# [Data records]
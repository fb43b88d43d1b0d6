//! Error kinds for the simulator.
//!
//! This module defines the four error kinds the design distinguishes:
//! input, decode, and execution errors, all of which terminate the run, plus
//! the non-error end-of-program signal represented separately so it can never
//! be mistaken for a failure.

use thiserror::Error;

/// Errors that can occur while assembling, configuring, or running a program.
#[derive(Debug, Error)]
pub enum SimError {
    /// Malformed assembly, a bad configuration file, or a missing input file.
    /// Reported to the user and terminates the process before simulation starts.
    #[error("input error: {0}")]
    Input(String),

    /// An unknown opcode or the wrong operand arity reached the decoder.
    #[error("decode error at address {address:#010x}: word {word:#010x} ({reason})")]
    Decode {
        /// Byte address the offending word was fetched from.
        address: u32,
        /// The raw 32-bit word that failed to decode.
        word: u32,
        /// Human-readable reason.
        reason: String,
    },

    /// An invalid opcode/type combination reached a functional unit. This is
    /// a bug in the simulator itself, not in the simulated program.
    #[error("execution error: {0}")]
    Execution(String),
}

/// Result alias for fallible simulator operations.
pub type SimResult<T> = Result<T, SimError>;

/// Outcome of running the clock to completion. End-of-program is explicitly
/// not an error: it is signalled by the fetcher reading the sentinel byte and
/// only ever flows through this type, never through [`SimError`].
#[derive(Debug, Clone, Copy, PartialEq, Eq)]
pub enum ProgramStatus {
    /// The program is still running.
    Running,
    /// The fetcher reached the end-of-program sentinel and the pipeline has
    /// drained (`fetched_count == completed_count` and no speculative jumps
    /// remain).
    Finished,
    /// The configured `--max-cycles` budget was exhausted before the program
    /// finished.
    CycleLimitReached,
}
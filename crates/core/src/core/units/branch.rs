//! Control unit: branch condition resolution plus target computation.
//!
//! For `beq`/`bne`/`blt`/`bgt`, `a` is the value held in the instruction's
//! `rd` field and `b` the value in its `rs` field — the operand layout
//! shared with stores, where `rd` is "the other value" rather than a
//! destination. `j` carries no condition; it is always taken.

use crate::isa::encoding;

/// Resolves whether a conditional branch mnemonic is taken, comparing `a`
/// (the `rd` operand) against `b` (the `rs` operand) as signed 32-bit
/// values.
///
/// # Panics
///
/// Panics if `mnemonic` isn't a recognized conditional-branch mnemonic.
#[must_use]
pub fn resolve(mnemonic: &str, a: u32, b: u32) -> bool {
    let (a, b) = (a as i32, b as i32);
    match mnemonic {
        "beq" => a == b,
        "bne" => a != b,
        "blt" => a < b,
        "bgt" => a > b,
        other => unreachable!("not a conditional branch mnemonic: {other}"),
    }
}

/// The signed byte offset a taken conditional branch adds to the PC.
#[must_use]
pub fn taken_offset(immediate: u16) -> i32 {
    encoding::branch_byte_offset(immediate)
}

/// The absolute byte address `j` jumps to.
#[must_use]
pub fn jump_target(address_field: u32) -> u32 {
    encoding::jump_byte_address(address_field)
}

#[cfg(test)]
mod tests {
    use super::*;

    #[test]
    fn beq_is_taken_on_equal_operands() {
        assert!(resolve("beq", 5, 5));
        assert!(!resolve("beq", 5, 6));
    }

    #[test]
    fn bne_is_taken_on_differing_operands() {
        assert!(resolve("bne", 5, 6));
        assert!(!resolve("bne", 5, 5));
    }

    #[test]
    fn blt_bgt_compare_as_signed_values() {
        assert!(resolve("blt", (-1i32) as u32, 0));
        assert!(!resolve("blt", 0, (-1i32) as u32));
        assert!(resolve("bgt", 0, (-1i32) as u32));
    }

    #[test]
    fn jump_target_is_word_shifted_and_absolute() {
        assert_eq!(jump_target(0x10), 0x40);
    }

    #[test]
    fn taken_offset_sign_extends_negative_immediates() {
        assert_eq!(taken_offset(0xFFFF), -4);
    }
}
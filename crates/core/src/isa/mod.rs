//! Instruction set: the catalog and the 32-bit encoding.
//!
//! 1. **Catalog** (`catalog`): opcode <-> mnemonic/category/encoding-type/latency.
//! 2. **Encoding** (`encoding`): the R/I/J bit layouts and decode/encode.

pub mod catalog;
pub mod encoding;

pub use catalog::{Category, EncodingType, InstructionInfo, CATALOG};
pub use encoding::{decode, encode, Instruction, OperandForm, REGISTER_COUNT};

# [Task goal]
Could you write out, unchanged, the line with "layouts and decode/encode." and every line after it in the data above?

# [Response box]
//! 2. **Encoding** (`encoding`): the R/I/J bit layouts and decode/encode.

pub mod catalog;
pub mod encoding;

pub use catalog::{Category, EncodingType, InstructionInfo, CATALOG};
pub use encoding::{decode, encode, Instruction, OperandForm, REGISTER_COUNT};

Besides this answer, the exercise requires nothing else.